Atividade Econômica Brasileira Acelera 0,5% em Abril, Impulsionada por Indústria e Serviços, Aponta ‘Prévia do PIB’ do Banco Central

O Índice de Atividade Econômica (IBC-Br), divulgado pelo Banco Central do Brasil (BC) nesta quarta-feira (17), registrou expansão de 0,5% em abril na comparação com março, após ajuste sazonal. O resultado representa uma recuperação ante a retração de 0,2% observada em março e é o maior avanço desde fevereiro, quando houve alta de 0,6%. O indicador, considerado a ‘prévia do PIB’, sinaliza um ritmo de crescimento moderado, mas ainda pressionado pelo cenário de juros elevados e incertezas fiscais.
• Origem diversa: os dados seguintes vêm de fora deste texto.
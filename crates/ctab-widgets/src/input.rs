#![forbid(unsafe_code)]

//! Single-line search box.
//!
//! Editing is grapheme-aware: the cursor is a grapheme index and deletions
//! remove whole graphemes. When the value is wider than the area the view
//! scrolls horizontally to keep the cursor visible.

use ctab_core::event::{Event, KeyCode, KeyEvent, KeyEventKind, Modifiers};
use ctab_core::geometry::Rect;
use ctab_render::{Buffer, Cell, Style};
use unicode_segmentation::UnicodeSegmentation;
use unicode_width::UnicodeWidthStr;

use crate::Widget;

/// A single-line text input with a placeholder.
#[derive(Debug, Clone, Default)]
pub struct SearchInput {
    /// Text value.
    value: String,
    /// Cursor position (grapheme index).
    cursor: usize,
    /// Shown while the value is empty.
    placeholder: String,
    /// Placeholder style.
    placeholder_style: Style,
    /// Cursor cell style.
    cursor_style: Style,
}

impl SearchInput {
    /// An empty input with a reversed cursor cell.
    pub fn new() -> Self {
        Self {
            cursor_style: Style::new().reverse(),
            placeholder_style: Style::new().dim(),
            ..Self::default()
        }
    }

    /// Set the placeholder.
    #[must_use]
    pub fn with_placeholder(mut self, placeholder: impl Into<String>) -> Self {
        self.placeholder = placeholder.into();
        self
    }

    /// Current value.
    pub fn value(&self) -> &str {
        &self.value
    }

    /// The placeholder text.
    pub fn placeholder(&self) -> &str {
        &self.placeholder
    }

    /// Replace the value and put the cursor at its end.
    pub fn set_value(&mut self, value: impl Into<String>) {
        self.value = value.into();
        self.cursor = self.grapheme_count();
    }

    /// Clear the value.
    pub fn clear(&mut self) {
        self.value.clear();
        self.cursor = 0;
    }

    /// Cursor position (grapheme index).
    pub fn cursor(&self) -> usize {
        self.cursor
    }

    /// Insert `text` at the cursor. Line breaks become spaces.
    pub fn insert_str(&mut self, text: &str) {
        let clean: String = text
            .chars()
            .map(|c| if c == '\n' || c == '\r' { ' ' } else { c })
            .filter(|c| !c.is_control())
            .collect();
        if clean.is_empty() {
            return;
        }
        let at = self.grapheme_byte_offset(self.cursor);
        self.value.insert_str(at, &clean);
        self.cursor += clean.graphemes(true).count();
    }

    /// Terminal column of the cursor when rendered into `area`.
    pub fn cursor_position(&self, area: Rect) -> (u16, u16) {
        let (_, cursor_x) = self.scroll_and_cursor(area.width);
        (area.x + cursor_x, area.y)
    }

    // --- Event handling ---

    /// Handle a terminal event.
    ///
    /// Returns `true` if the value or cursor changed.
    pub fn handle_event(&mut self, event: &Event) -> bool {
        match event {
            Event::Key(key)
                if key.kind == KeyEventKind::Press || key.kind == KeyEventKind::Repeat =>
            {
                self.handle_key(key)
            }
            Event::Paste(text) => {
                let before = self.value.len();
                self.insert_str(text);
                self.value.len() != before
            }
            _ => false,
        }
    }

    fn handle_key(&mut self, key: &KeyEvent) -> bool {
        let ctrl = key.modifiers.contains(Modifiers::CTRL);

        match key.code {
            KeyCode::Char(c) if !ctrl && !key.modifiers.contains(Modifiers::ALT) => {
                self.insert_char(c);
                true
            }
            // Ctrl+U: clear the line
            KeyCode::Char('u') if ctrl => {
                let changed = !self.value.is_empty();
                self.clear();
                changed
            }
            // Ctrl+W: delete the word before the cursor
            KeyCode::Char('w') if ctrl => self.delete_word_back(),
            KeyCode::Backspace if ctrl => self.delete_word_back(),
            KeyCode::Backspace => self.delete_char_back(),
            KeyCode::Delete => self.delete_char_forward(),
            KeyCode::Left if self.cursor > 0 => {
                self.cursor -= 1;
                true
            }
            KeyCode::Right if self.cursor < self.grapheme_count() => {
                self.cursor += 1;
                true
            }
            _ => false,
        }
    }

    // --- Editing operations ---

    fn insert_char(&mut self, c: char) {
        let at = self.grapheme_byte_offset(self.cursor);
        let before = self.grapheme_count();
        self.value.insert(at, c);
        // A combining mark joins the previous grapheme instead of adding one.
        if self.grapheme_count() > before {
            self.cursor += 1;
        }
    }

    fn delete_char_back(&mut self) -> bool {
        if self.cursor == 0 {
            return false;
        }
        let start = self.grapheme_byte_offset(self.cursor - 1);
        let end = self.grapheme_byte_offset(self.cursor);
        self.value.drain(start..end);
        self.cursor -= 1;
        true
    }

    fn delete_char_forward(&mut self) -> bool {
        if self.cursor >= self.grapheme_count() {
            return false;
        }
        let start = self.grapheme_byte_offset(self.cursor);
        let end = self.grapheme_byte_offset(self.cursor + 1);
        self.value.drain(start..end);
        true
    }

    fn delete_word_back(&mut self) -> bool {
        if self.cursor == 0 {
            return false;
        }
        let graphemes: Vec<&str> = self.value.graphemes(true).collect();
        let is_space = |g: &str| g.chars().all(char::is_whitespace);
        let mut pos = self.cursor;
        while pos > 0 && is_space(graphemes[pos - 1]) {
            pos -= 1;
        }
        while pos > 0 && !is_space(graphemes[pos - 1]) {
            pos -= 1;
        }
        let start = self.grapheme_byte_offset(pos);
        let end = self.grapheme_byte_offset(self.cursor);
        self.value.drain(start..end);
        self.cursor = pos;
        true
    }

    // --- Helpers ---

    fn grapheme_count(&self) -> usize {
        self.value.graphemes(true).count()
    }

    fn grapheme_byte_offset(&self, grapheme_idx: usize) -> usize {
        self.value
            .grapheme_indices(true)
            .nth(grapheme_idx)
            .map(|(i, _)| i)
            .unwrap_or(self.value.len())
    }

    /// Horizontal scroll (in cells) and the cursor column relative to the
    /// area, for an area `width` cells wide.
    fn scroll_and_cursor(&self, width: u16) -> (usize, u16) {
        let cursor_cells: usize = self
            .value
            .graphemes(true)
            .take(self.cursor)
            .map(UnicodeWidthStr::width)
            .sum();
        let width = usize::from(width.max(1));
        // Keep one cell free for the cursor itself.
        let scroll = (cursor_cells + 1).saturating_sub(width);
        let column = cursor_cells - scroll;
        (scroll, u16::try_from(column).unwrap_or(u16::MAX))
    }
}

impl Widget for SearchInput {
    fn render(&self, area: Rect, buf: &mut Buffer) {
        #[cfg(feature = "tracing")]
        let _span = tracing::debug_span!(
            "widget_render",
            widget = "SearchInput",
            x = area.x,
            y = area.y,
            w = area.width,
            h = area.height
        )
        .entered();

        if area.is_empty() {
            return;
        }
        let line = area.row(0);

        if self.value.is_empty() {
            buf.draw_str(
                line.x,
                line.y,
                &self.placeholder,
                self.placeholder_style,
                line.right(),
            );
        } else {
            let (scroll, _) = self.scroll_and_cursor(line.width);
            let mut skipped = 0usize;
            let mut x = line.x;
            for grapheme in self.value.graphemes(true) {
                let w = UnicodeWidthStr::width(grapheme);
                if skipped < scroll {
                    skipped += w;
                    continue;
                }
                x = buf.draw_str(x, line.y, grapheme, Style::new(), line.right());
                if x >= line.right() {
                    break;
                }
            }
        }

        let (cx, cy) = self.cursor_position(line);
        if cx < line.right()
            && let Some(cell) = buf.get_mut(cx, cy)
        {
            if cell.is_continuation() {
                *cell = Cell::from_char(' ');
            }
            self.cursor_style.apply_to(cell);
        }
    }
}
#![forbid(unsafe_code)]

//! Loading the source collection.
//!
//! A dataset is a JSON array of [`College`] records. Once loaded it is frozen
//! in an `Arc<[College]>` and only ever read.

use std::collections::HashSet;
use std::fs::File;
use std::io::{BufReader, Read};
use std::path::Path;
use std::sync::Arc;

use crate::college::College;
use crate::error::{DatasetError, DatasetResult};

const BUILTIN_JSON: &str = include_str!("../data/colleges.json");

/// An immutable, validated collection of colleges.
#[derive(Debug, Clone)]
pub struct Dataset {
    colleges: Arc<[College]>,
}

impl Dataset {
    /// Build a dataset from records already in memory.
    ///
    /// # Errors
    ///
    /// [`DatasetError::DuplicateId`] if two records share an id.
    pub fn from_colleges(colleges: Vec<College>) -> DatasetResult<Self> {
        let mut seen = HashSet::with_capacity(colleges.len());
        for college in &colleges {
            if !seen.insert(college.id) {
                ctab_core::warn!(id = college.id, "duplicate college id in dataset");
                return Err(DatasetError::DuplicateId(college.id));
            }
        }
        ctab_core::debug!(rows = colleges.len(), "dataset loaded");
        Ok(Self {
            colleges: colleges.into(),
        })
    }

    /// Parse a JSON array of records.
    pub fn from_json_str(json: &str) -> DatasetResult<Self> {
        Self::from_colleges(serde_json::from_str(json)?)
    }

    /// Parse a JSON array of records from a reader.
    pub fn from_reader(reader: impl Read) -> DatasetResult<Self> {
        Self::from_colleges(serde_json::from_reader(reader)?)
    }

    /// Read and parse a JSON file.
    pub fn from_path(path: impl AsRef<Path>) -> DatasetResult<Self> {
        let file = File::open(path.as_ref())?;
        Self::from_reader(BufReader::new(file))
    }

    /// The sample dataset compiled into the crate.
    pub fn builtin() -> DatasetResult<Self> {
        Self::from_json_str(BUILTIN_JSON)
    }

    /// Shared handle to the records, in source order.
    pub fn colleges(&self) -> Arc<[College]> {
        Arc::clone(&self.colleges)
    }

    /// Number of records.
    pub fn len(&self) -> usize {
        self.colleges.len()
    }

    /// True if there are no records.
    pub fn is_empty(&self) -> bool {
        self.colleges.is_empty()
    }
}
#![forbid(unsafe_code)]

//! Sort policy and ordering.
//!
//! Exactly one column is active at a time. Clicking the active column flips
//! its direction; clicking another column makes it active in ascending order.
//! The cycle never returns to "unsorted".
//!
//! Ordering is the natural order of each field (lexicographic for names,
//! numeric for numbers). The sort is stable, so equal keys keep source
//! order. Absent or NaN values always sort after present ones, in both
//! directions.

use std::cmp::Ordering;
use std::fmt;

use crate::college::{College, Review};

/// A sortable column.
#[derive(Debug, Clone, Copy, PartialEq, Eq, Hash, Default)]
pub enum SortKey {
    /// Identifier.
    #[default]
    Id,
    /// Display name.
    Name,
    /// Rating.
    Rating,
    /// Fee amount.
    Fees,
    /// User review.
    Review,
}

impl SortKey {
    /// All keys in column order.
    pub const ALL: [SortKey; 5] = [
        SortKey::Id,
        SortKey::Name,
        SortKey::Rating,
        SortKey::Fees,
        SortKey::Review,
    ];
}

impl fmt::Display for SortKey {
    fn fmt(&self, f: &mut fmt::Formatter<'_>) -> fmt::Result {
        f.write_str(match self {
            SortKey::Id => "id",
            SortKey::Name => "name",
            SortKey::Rating => "rating",
            SortKey::Fees => "fees",
            SortKey::Review => "userReview",
        })
    }
}

/// Sort direction.
#[derive(Debug, Clone, Copy, PartialEq, Eq, Hash, Default)]
pub enum SortDirection {
    /// Smallest first.
    #[default]
    Ascending,
    /// Largest first.
    Descending,
}

impl SortDirection {
    /// The other direction.
    #[must_use]
    pub const fn flipped(self) -> Self {
        match self {
            SortDirection::Ascending => SortDirection::Descending,
            SortDirection::Descending => SortDirection::Ascending,
        }
    }

    fn apply(self, ordering: Ordering) -> Ordering {
        match self {
            SortDirection::Ascending => ordering,
            SortDirection::Descending => ordering.reverse(),
        }
    }
}

/// Active sort column and direction. Starts as `(Id, Ascending)`.
#[derive(Debug, Clone, Copy, PartialEq, Eq, Hash, Default)]
pub struct SortPolicy {
    /// Active column.
    pub key: SortKey,
    /// Direction for the active column.
    pub direction: SortDirection,
}

impl SortPolicy {
    /// A policy on `key` with the given direction.
    pub const fn new(key: SortKey, direction: SortDirection) -> Self {
        Self { key, direction }
    }

    /// Header click: same key flips direction, a new key starts ascending.
    pub fn toggle(&mut self, key: SortKey) {
        if self.key == key {
            self.direction = self.direction.flipped();
        } else {
            self.key = key;
            self.direction = SortDirection::Ascending;
        }
    }

    /// The policy after a click on `key`.
    #[must_use]
    pub fn toggled(mut self, key: SortKey) -> Self {
        self.toggle(key);
        self
    }

    /// Compare two records under this policy.
    pub fn compare(&self, a: &College, b: &College) -> Ordering {
        match self.key {
            SortKey::Id => self.direction.apply(a.id.cmp(&b.id)),
            SortKey::Name => self.direction.apply(a.name.cmp(&b.name)),
            SortKey::Rating => compare_present(
                self.direction,
                number(a.rating),
                number(b.rating),
                f64::total_cmp,
            ),
            SortKey::Fees => compare_present(
                self.direction,
                number(a.fees),
                number(b.fees),
                f64::total_cmp,
            ),
            SortKey::Review => compare_present(
                self.direction,
                a.user_review.as_ref(),
                b.user_review.as_ref(),
                compare_reviews,
            ),
        }
    }
}

/// NaN is as unusable for ordering as a missing value.
fn number(value: Option<f64>) -> Option<f64> {
    value.filter(|v| !v.is_nan())
}

/// Direction applies to present values only; absent values go last.
fn compare_present<T>(
    direction: SortDirection,
    a: Option<T>,
    b: Option<T>,
    cmp: impl FnOnce(&T, &T) -> Ordering,
) -> Ordering {
    match (a, b) {
        (Some(a), Some(b)) => direction.apply(cmp(&a, &b)),
        (Some(_), None) => Ordering::Less,
        (None, Some(_)) => Ordering::Greater,
        (None, None) => Ordering::Equal,
    }
}

/// Scores order numerically and before any text review.
fn compare_reviews(a: &&Review, b: &&Review) -> Ordering {
    match (*a, *b) {
        (Review::Score(x), Review::Score(y)) => x.total_cmp(y),
        (Review::Score(_), Review::Text(_)) => Ordering::Less,
        (Review::Text(_), Review::Score(_)) => Ordering::Greater,
        (Review::Text(x), Review::Text(y)) => x.cmp(y),
    }
}

/// Indices of `source` in sorted order. `source` is left untouched.
pub fn sort_indices(source: &[College], policy: SortPolicy) -> Vec<usize> {
    let mut indices: Vec<usize> = (0..source.len()).collect();
    indices.sort_by(|&a, &b| policy.compare(&source[a], &source[b]));
    indices
}

/// References to `source` records in sorted order.
pub fn sort_colleges(source: &[College], policy: SortPolicy) -> Vec<&College> {
    let mut sorted: Vec<&College> = source.iter().collect();
    sorted.sort_by(|a, b| policy.compare(a, b));
    sorted
}
#![forbid(unsafe_code)]

//! Search filtering.

use crate::college::College;

/// Case-insensitive substring match against the college name.
///
/// Any string is a valid term; the empty term matches everything.
#[derive(Debug, Clone, Default, PartialEq, Eq)]
pub struct SearchFilter {
    term: String,
    needle: String,
}

impl SearchFilter {
    /// A filter for `term`.
    pub fn new(term: impl Into<String>) -> Self {
        let term = term.into();
        let needle = term.to_lowercase();
        Self { term, needle }
    }

    /// The term as typed.
    pub fn term(&self) -> &str {
        &self.term
    }

    /// True when the filter lets every record through.
    pub fn is_empty(&self) -> bool {
        self.needle.is_empty()
    }

    /// Whether `college` passes the filter.
    pub fn matches(&self, college: &College) -> bool {
        self.is_empty() || college.name.to_lowercase().contains(&self.needle)
    }

    /// Keep the matching entries of `indices` (positions into `source`),
    /// preserving their order.
    pub fn retain_indices(&self, source: &[College], indices: &mut Vec<usize>) {
        if self.is_empty() {
            return;
        }
        indices.retain(|&i| self.matches(&source[i]));
    }

    /// Matching records, in input order.
    pub fn apply<'a>(&self, rows: impl IntoIterator<Item = &'a College>) -> Vec<&'a College> {
        rows.into_iter().filter(|c| self.matches(c)).collect()
    }
}

#[cfg(test)]
mod tests {
    use super::*;

    fn sample() -> Vec<College> {
        vec![
            College::new(1, "Alpha"),
            College::new(2, "Beta"),
            College::new(3, "Alphabet"),
        ]
    }

    #[test]
    fn matches_case_insensitively() {
        let filter = SearchFilter::new("ALPHA");
        assert!(filter.matches(&College::new(1, "alphabet soup")));
        assert!(filter.matches(&College::new(1, "The Alpha School")));
        assert!(!filter.matches(&College::new(1, "Beta")));
        assert_eq!(filter.term(), "ALPHA");
    }

    #[test]
    fn empty_term_matches_all() {
        let source = sample();
        let filter = SearchFilter::default();
        assert!(filter.is_empty());
        assert_eq!(filter.apply(&source).len(), 3);
    }

    #[test]
    fn apply_preserves_order() {
        let source = sample();
        let ids: Vec<u32> = SearchFilter::new("alpha")
            .apply(source.iter().rev())
            .iter()
            .map(|c| c.id)
            .collect();
        assert_eq!(ids, [3, 1]);
    }

    #[test]
    fn retain_indices_filters_in_place() {
        let source = sample();
        let mut indices = vec![2, 1, 0];
        SearchFilter::new("bet").retain_indices(&source, &mut indices);
        // "Beta" and "Alphabet" both contain "bet".
        assert_eq!(indices, [2, 1]);
    }

    #[test]
    fn whitespace_is_literal() {
        let filter = SearchFilter::new(" ");
        assert!(!filter.is_empty());
        assert!(filter.matches(&College::new(1, "Two Words")));
        assert!(!filter.matches(&College::new(2, "Oneword")));
    }

    #[test]
    fn non_ascii_lowercasing() {
        let filter = SearchFilter::new("ÉCOLE");
        assert!(filter.matches(&College::new(1, "École Polytechnique")));
    }
}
Na análise setorial, a agropecuária apresentou estabilidade em abril, enquanto a indústria cresceu 0,4% e o setor de serviços avançou 0,3%. Na comparação com abril de 2025, o IBC-Br acumula alta de 0,9%. No acumulado do ano, o indicador subiu 1,3% e, em 12 meses até abril, registrou crescimento de 1,6% — ambos sem ajuste sazonal. O Produto Interno Bruto (PIB), medido oficialmente pelo Instituto Brasileiro de Geografia e Estatística (IBGE), utiliza metodologia distinta e é a soma de todos os bens e serviços produzidos no país.

Juros Altos e Desaceleração Esperada

A desaceleração da atividade econômica em 2025 e ao longo de 2026 é um movimento esperado tanto pelo mercado financeiro quanto pelo Banco Central, diante do elevado patamar da taxa básica de juros, a Selic, atualmente fixada em 14,5% ao ano. Apesar de uma redução recente, o nível ainda é considerado restritivo para conter as pressões inflacionárias. O mercado financeiro projeta um crescimento do PIB de 1,96% em 2026, abaixo dos 2,3% registrados em 2025.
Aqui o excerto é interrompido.